START DATA LISTING
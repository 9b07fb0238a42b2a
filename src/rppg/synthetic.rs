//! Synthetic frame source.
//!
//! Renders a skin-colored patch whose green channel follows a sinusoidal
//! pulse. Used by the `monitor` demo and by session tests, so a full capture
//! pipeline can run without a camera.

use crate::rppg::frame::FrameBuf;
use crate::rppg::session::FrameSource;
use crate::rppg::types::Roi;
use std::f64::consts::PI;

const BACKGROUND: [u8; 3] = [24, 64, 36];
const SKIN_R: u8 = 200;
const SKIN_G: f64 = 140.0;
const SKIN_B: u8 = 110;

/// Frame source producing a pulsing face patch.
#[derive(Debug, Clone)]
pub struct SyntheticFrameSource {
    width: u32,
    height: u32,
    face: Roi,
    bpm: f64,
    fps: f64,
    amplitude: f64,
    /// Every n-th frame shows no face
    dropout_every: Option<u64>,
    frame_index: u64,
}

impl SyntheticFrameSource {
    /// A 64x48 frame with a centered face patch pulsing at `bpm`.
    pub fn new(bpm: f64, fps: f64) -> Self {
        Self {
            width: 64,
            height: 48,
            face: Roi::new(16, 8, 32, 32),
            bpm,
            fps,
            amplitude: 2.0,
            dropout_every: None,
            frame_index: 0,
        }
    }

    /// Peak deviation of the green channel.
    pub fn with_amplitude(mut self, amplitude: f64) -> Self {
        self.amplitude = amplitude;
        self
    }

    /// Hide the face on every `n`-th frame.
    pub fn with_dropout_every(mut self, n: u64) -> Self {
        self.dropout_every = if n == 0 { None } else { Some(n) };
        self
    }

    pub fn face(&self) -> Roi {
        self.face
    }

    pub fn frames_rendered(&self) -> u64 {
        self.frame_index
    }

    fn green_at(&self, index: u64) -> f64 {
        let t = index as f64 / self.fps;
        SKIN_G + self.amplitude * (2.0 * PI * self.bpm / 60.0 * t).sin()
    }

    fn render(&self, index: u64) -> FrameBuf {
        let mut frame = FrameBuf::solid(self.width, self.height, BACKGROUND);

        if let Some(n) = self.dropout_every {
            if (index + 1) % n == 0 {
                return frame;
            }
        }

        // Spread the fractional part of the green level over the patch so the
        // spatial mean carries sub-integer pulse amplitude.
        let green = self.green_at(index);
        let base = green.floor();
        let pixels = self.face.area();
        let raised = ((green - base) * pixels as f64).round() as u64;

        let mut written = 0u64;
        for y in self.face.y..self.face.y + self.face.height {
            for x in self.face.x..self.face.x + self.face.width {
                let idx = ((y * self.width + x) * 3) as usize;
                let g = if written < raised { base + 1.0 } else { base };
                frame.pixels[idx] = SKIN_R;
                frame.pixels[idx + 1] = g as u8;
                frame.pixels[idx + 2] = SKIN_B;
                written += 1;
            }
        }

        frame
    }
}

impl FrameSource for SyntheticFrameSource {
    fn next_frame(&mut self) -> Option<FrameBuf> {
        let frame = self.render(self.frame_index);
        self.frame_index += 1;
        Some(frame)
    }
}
END DATA LISTING
**WHAT TO PRODUCE:** In the records above, how many lines hold the string "SyntheticFrameSource"? Respond with that number only.

**SOLUTION BELOW:** 3